**YOUR GOAL**
Extract every line below that contains the word "ServerConfig".

**DATASET EXTRACT**

Segment Open

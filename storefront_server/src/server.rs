use std::{future::Future, pin::Pin, sync::Arc, time::Duration};

use actix_web::{dev::Server, http::KeepAlive, middleware::Logger, web, App, HttpServer};
use log::*;
use solana_tools::SolanaRpcClient;
use storefront_engine::{
    events::{EventHandlers, EventHooks, EventProducers},
    AccountApi,
    CatalogApi,
    CheckoutApi,
    ExchangeRateApi,
    PaymentFlowApi,
    SqliteDatabase,
    SubscriptionApi,
};
use stripe_tools::StripeApi;

use crate::{
    auth::{AdminCredentials, TokenIssuer},
    config::{ServerConfig, ServerOptions, WebhookConfig},
    errors::ServerError,
    middleware::JwtMiddlewareFactory,
    routes::*,
};

const EVENT_BUFFER_SIZE: usize = 25;

type HookFuture = Pin<Box<dyn Future<Output = ()> + Send>>;

pub async fn run_server(config: ServerConfig) -> Result<(), ServerError> {
    if config.database_url.is_empty() {
        return Err(ServerError::ConfigurationError("SF_DATABASE_URL must be set".into()));
    }
    let db = SqliteDatabase::new_with_url(&config.database_url, 25)
        .await
        .map_err(|e| ServerError::InitializeError(e.to_string()))?;
    db.run_migrations().await.map_err(|e| ServerError::InitializeError(e.to_string()))?;
    let handlers = EventHandlers::new(EVENT_BUFFER_SIZE, create_event_hooks());
    let producers = handlers.producers();
    handlers.start_handlers().await;
    let srv = create_server_instance(config, db, producers)?;
    srv.await.map_err(|e| ServerError::Unspecified(e.to_string()))
}

/// Hooks that write an audit trail of every order and status transition to the log.
pub fn create_event_hooks() -> EventHooks {
    let mut hooks = EventHooks::default();
    hooks
        .on_order_created(|ev| {
            let order = &ev.order.order;
            info!(
                "📬️ New order {} for {} by {} ({} payment)",
                order.order_number,
                order.total,
                order.user_id.as_deref().unwrap_or(order.email.as_str()),
                order.payment_method
            );
            Box::pin(async {}) as HookFuture
        })
        .on_payment_status_changed(|ev| {
            info!(
                "📬️ Order {} payment moved from {} to {}",
                ev.order.order_number,
                ev.old_status,
                ev.new_status()
            );
            Box::pin(async {}) as HookFuture
        })
        .on_shipping_status_changed(|ev| {
            info!(
                "📬️ Order {} shipping moved from {} to {} (tracking: {})",
                ev.order.order_number,
                ev.old_status,
                ev.new_status(),
                ev.order.tracking_number.as_deref().unwrap_or("none")
            );
            Box::pin(async {}) as HookFuture
        });
    hooks
}

pub fn create_server_instance(
    config: ServerConfig,
    db: SqliteDatabase,
    producers: EventProducers,
) -> Result<Server, ServerError> {
    let stripe = web::Data::new(StripeApi::new(config.stripe.clone())?);
    let chain = web::Data::new(SolanaRpcClient::new(config.solana.rpc_url.clone())?);
    let issuer = Arc::new(TokenIssuer::new(&config.auth));
    let issuer_data = web::Data::from(Arc::clone(&issuer));
    let credentials = web::Data::new(AdminCredentials::new(&config.auth));
    let options = web::Data::new(ServerOptions::from_config(&config));
    let webhook = web::Data::new(WebhookConfig::from_config(&config));
    let solana = web::Data::new(config.solana.clone());
    let etransfer = web::Data::new(config.etransfer.clone());
    let shipping = config.shipping;
    let srv = HttpServer::new(move || {
        let catalog_api = CatalogApi::new(db.clone());
        let checkout_api = CheckoutApi::new(db.clone(), shipping, producers.clone());
        let payments_api = PaymentFlowApi::new(db.clone(), producers.clone());
        let accounts_api = AccountApi::new(db.clone());
        let subscription_api = SubscriptionApi::new(db.clone());
        let exchange_rate_api = ExchangeRateApi::new(db.clone());
        let app = App::new()
            .wrap(Logger::new("%t (%D ms) %s %a %{Host}i %U").log_target("sf::access_log"))
            .app_data(web::Data::new(catalog_api))
            .app_data(web::Data::new(checkout_api))
            .app_data(web::Data::new(payments_api))
            .app_data(web::Data::new(accounts_api))
            .app_data(web::Data::new(subscription_api))
            .app_data(web::Data::new(exchange_rate_api))
            .app_data(stripe.clone())
            .app_data(chain.clone())
            .app_data(issuer_data.clone())
            .app_data(credentials.clone())
            .app_data(options.clone())
            .app_data(webhook.clone())
            .app_data(solana.clone())
            .app_data(etransfer.clone());
        // Routes that require a bearer token. Admin routes check the role on top of that.
        let auth_scope = web::scope("/api")
            .wrap(JwtMiddlewareFactory::new(Arc::clone(&issuer)))
            .service(MyOrdersRoute::<SqliteDatabase>::new())
            .service(MyOrderRoute::<SqliteDatabase>::new())
            .service(MySubscriptionsRoute::<SqliteDatabase>::new())
            .service(SubscribeRoute::<SqliteDatabase>::new())
            .service(ChangeSubscriptionRoute::<SqliteDatabase>::new())
            .service(SearchOrdersRoute::<SqliteDatabase>::new())
            .service(OrderDetailRoute::<SqliteDatabase>::new())
            .service(UpdatePaymentStatusRoute::<SqliteDatabase>::new())
            .service(UpdateShippingRoute::<SqliteDatabase>::new())
            .service(VerifySolanaRoute::<SqliteDatabase, SolanaRpcClient>::new())
            .service(RecordEtransferRoute::<SqliteDatabase>::new())
            .service(OrderEtransfersRoute::<SqliteDatabase>::new())
            .service(UpsertProductRoute::<SqliteDatabase>::new())
            .service(UpdateProductRoute::<SqliteDatabase>::new())
            .service(SetExchangeRateRoute::<SqliteDatabase>::new())
            .service(CreatePlanRoute::<SqliteDatabase>::new())
            .service(AllSubscriptionsRoute::<SqliteDatabase>::new())
            .service(CreateDeliveryRoute::<SqliteDatabase>::new())
            .service(DeliveriesRoute::<SqliteDatabase>::new())
            .service(UpdateDeliveryRoute::<SqliteDatabase>::new());
        app.service(health)
            .service(admin_login)
            .service(ProductsRoute::<SqliteDatabase>::new())
            .service(ProductRoute::<SqliteDatabase>::new())
            .service(SubscriptionPlansRoute::<SqliteDatabase>::new())
            .service(CartQuoteRoute::<SqliteDatabase>::new())
            .service(PlaceOrderRoute::<SqliteDatabase>::new())
            .service(CardCheckoutRoute::<SqliteDatabase, StripeApi>::new())
            .service(SolanaCheckoutRoute::<SqliteDatabase>::new())
            .service(SolanaStatusRoute::<SqliteDatabase, SolanaRpcClient>::new())
            .service(EtransferInstructionsRoute::<SqliteDatabase>::new())
            .service(StripeWebhookRoute::<SqliteDatabase>::new())
            .service(auth_scope)
    })
    .keep_alive(KeepAlive::Timeout(Duration::from_secs(600)))
    .bind((config.host.as_str(), config.port))?
    .run();
    Ok(srv)
}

Segment Closed

**ANSWER BOX**
    config::{ServerConfig, ServerOptions, WebhookConfig},
pub async fn run_server(config: ServerConfig) -> Result<(), ServerError> {
    config: ServerConfig,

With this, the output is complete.